**Problem requirements**
Where in the entries below does "ArgAction" appear? Copy every line that has it.
────────────────
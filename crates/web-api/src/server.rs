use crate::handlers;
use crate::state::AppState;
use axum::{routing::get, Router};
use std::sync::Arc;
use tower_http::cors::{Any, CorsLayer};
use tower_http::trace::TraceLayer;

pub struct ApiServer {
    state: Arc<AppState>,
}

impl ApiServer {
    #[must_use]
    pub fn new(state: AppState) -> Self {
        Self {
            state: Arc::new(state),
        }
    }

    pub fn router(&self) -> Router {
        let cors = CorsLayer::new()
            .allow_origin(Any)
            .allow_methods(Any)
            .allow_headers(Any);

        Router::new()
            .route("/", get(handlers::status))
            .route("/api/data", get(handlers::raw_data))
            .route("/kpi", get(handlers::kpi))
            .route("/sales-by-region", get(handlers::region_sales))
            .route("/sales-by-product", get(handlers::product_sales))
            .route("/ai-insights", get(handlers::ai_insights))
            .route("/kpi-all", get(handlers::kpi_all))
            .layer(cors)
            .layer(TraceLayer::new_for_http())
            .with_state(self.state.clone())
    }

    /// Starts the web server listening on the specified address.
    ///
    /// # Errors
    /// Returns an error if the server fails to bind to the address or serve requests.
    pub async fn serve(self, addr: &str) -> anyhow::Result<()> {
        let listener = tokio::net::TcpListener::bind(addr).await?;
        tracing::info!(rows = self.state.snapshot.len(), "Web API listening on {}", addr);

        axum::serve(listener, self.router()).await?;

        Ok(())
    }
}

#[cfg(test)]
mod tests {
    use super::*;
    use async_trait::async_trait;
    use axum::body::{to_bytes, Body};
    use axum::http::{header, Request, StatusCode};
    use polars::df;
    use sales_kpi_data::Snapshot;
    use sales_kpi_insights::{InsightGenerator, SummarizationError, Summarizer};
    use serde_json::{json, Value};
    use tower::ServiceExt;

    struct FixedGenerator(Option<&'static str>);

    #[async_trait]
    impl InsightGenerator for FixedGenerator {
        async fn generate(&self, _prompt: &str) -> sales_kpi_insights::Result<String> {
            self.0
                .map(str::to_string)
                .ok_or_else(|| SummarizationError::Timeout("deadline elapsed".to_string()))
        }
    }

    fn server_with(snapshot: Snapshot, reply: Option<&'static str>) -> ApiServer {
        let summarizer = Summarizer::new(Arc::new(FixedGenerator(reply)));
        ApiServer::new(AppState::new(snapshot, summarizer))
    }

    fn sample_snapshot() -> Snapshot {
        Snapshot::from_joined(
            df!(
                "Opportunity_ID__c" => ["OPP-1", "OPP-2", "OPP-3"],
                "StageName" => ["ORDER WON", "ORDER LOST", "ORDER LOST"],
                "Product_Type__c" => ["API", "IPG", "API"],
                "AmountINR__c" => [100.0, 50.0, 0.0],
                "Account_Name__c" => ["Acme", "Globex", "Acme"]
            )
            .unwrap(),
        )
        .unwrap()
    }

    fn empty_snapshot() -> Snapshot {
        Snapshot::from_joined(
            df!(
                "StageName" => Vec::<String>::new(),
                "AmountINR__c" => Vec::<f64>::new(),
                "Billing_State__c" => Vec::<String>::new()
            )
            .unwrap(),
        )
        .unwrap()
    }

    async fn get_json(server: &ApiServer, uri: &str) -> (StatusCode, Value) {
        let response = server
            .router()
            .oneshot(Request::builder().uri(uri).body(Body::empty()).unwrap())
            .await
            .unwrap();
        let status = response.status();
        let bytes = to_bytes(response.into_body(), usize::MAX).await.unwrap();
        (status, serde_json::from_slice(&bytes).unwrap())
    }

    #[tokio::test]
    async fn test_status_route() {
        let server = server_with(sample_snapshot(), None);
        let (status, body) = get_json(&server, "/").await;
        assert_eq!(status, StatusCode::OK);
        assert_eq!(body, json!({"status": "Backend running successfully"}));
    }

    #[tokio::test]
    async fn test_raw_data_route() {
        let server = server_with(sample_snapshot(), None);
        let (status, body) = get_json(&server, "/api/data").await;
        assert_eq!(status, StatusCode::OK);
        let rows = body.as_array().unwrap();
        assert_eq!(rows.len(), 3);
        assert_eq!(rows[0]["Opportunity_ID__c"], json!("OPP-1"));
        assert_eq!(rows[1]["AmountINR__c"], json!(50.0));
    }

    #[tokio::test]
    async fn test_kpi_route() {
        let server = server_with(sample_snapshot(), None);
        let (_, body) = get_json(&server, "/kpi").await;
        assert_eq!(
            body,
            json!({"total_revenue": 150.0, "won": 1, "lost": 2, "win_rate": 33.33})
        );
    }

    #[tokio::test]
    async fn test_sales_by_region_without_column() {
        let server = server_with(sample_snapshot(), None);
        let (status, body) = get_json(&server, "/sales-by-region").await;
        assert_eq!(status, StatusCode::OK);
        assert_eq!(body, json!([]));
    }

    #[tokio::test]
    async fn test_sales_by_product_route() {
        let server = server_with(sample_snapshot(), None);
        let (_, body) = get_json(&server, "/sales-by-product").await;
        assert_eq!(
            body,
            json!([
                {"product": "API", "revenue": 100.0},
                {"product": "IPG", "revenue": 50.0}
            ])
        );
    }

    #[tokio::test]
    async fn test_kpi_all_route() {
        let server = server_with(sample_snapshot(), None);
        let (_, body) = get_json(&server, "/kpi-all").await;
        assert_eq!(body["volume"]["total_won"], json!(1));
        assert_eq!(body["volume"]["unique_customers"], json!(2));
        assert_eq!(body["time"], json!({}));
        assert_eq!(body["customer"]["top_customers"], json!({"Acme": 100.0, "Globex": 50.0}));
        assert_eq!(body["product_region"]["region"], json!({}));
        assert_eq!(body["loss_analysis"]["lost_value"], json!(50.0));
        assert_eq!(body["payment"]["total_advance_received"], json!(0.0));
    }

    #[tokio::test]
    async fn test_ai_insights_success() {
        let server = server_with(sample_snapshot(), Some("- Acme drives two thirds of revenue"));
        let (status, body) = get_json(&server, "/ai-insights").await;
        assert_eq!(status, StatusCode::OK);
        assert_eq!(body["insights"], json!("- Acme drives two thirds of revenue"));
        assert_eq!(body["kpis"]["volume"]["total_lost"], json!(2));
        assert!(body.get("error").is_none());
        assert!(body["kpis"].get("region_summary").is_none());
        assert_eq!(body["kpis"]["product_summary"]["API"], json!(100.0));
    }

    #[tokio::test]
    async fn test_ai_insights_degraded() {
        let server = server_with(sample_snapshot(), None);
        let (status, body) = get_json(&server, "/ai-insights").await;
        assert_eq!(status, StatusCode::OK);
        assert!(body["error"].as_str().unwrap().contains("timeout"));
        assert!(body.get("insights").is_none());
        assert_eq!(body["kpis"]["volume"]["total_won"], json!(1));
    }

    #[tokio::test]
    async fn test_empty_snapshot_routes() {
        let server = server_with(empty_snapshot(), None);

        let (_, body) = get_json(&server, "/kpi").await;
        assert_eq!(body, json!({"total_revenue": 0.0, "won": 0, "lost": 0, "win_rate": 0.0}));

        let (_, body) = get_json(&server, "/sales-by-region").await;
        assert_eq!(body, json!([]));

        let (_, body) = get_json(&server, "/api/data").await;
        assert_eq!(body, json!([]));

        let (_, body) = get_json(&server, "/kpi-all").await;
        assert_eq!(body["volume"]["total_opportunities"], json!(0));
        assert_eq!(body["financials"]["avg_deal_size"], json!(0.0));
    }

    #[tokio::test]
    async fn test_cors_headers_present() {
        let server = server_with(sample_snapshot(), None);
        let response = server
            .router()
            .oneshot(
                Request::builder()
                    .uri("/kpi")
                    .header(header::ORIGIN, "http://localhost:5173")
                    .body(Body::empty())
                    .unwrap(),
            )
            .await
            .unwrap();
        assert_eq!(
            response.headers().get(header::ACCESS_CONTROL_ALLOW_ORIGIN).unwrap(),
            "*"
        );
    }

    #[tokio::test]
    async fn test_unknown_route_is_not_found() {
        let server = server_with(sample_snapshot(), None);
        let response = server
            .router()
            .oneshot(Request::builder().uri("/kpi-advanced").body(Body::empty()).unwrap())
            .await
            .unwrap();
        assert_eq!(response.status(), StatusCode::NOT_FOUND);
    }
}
────────────────
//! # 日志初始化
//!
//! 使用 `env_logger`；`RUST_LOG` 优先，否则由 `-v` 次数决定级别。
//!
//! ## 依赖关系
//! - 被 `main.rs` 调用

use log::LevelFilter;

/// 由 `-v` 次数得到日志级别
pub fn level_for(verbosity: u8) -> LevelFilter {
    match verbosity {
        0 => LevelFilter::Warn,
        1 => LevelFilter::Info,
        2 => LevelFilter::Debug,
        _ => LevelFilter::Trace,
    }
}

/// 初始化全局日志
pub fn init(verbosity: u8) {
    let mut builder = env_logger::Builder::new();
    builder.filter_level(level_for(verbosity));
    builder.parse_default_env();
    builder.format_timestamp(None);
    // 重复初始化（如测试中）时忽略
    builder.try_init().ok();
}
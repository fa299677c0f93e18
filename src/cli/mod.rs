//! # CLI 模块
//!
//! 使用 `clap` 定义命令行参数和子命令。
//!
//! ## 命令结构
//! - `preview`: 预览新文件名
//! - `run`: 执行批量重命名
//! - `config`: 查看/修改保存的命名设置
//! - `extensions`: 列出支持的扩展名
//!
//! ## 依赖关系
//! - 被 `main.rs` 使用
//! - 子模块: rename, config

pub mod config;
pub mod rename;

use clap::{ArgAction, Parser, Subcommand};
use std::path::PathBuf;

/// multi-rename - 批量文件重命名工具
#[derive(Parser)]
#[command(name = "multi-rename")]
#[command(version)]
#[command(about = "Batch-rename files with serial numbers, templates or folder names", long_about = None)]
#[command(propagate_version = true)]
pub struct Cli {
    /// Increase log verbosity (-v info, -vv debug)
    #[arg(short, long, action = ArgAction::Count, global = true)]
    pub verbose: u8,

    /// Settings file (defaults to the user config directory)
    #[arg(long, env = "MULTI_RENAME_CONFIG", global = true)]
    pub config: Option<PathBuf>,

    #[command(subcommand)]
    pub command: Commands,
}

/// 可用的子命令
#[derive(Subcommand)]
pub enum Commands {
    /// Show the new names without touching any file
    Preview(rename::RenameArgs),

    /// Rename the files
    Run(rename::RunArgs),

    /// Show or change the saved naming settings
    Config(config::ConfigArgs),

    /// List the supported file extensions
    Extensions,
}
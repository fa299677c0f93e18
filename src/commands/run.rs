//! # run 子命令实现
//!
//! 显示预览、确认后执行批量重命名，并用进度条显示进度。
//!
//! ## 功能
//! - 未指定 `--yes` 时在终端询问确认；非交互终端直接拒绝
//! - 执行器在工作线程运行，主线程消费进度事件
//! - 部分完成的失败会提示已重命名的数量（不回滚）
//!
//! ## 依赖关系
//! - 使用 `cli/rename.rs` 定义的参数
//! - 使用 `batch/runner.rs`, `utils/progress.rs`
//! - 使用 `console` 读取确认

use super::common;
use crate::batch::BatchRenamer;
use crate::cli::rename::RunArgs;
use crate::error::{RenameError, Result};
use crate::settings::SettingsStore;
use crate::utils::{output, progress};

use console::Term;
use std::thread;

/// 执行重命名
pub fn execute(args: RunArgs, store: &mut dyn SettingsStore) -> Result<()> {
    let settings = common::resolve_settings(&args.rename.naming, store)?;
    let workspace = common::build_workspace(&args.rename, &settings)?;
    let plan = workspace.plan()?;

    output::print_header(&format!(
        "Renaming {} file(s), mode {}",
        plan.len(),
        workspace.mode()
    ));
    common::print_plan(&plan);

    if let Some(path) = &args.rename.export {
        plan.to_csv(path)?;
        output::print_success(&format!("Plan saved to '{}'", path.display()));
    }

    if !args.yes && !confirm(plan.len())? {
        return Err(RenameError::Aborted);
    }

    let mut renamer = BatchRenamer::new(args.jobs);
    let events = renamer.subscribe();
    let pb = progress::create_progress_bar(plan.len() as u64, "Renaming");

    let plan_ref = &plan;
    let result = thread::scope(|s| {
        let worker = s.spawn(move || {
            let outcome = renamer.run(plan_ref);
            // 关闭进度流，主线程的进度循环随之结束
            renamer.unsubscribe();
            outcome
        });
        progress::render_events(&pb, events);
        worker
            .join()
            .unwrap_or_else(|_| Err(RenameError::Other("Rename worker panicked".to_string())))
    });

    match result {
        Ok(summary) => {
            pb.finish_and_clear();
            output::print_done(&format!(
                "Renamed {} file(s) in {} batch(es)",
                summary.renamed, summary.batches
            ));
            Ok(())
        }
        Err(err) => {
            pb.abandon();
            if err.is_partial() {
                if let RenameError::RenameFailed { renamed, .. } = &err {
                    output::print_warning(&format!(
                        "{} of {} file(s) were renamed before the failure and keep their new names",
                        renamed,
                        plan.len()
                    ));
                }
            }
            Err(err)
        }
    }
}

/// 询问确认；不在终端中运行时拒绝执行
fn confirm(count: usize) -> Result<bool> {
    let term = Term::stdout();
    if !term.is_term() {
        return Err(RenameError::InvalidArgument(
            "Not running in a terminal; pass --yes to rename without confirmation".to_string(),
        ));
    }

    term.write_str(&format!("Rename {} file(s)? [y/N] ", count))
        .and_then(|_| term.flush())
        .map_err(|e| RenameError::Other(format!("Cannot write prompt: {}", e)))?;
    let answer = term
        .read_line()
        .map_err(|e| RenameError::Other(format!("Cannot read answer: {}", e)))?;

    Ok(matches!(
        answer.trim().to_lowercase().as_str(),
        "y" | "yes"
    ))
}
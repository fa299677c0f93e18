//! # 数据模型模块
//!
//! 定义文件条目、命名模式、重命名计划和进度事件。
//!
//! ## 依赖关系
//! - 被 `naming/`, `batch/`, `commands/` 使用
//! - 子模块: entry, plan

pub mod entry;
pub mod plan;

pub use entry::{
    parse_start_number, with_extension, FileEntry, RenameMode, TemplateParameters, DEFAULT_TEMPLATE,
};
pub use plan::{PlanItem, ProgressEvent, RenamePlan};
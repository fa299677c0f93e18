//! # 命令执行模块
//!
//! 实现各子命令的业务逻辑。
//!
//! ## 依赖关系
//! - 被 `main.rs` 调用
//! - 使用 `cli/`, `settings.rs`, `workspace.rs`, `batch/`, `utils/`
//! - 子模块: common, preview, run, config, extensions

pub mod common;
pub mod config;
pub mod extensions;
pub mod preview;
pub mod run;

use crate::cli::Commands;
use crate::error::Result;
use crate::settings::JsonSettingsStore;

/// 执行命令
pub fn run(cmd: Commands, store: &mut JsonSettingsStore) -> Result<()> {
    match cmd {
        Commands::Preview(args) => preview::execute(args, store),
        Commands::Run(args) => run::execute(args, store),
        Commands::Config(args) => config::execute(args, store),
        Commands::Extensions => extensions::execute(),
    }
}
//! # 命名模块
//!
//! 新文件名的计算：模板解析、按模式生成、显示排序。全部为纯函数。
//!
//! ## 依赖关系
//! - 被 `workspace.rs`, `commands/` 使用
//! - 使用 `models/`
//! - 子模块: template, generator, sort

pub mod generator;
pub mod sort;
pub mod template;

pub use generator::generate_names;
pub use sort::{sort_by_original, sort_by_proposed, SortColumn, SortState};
────────────────
**Solution**
use clap::{ArgAction, Parser, Subcommand};
    #[arg(short, long, action = ArgAction::Count, global = true)]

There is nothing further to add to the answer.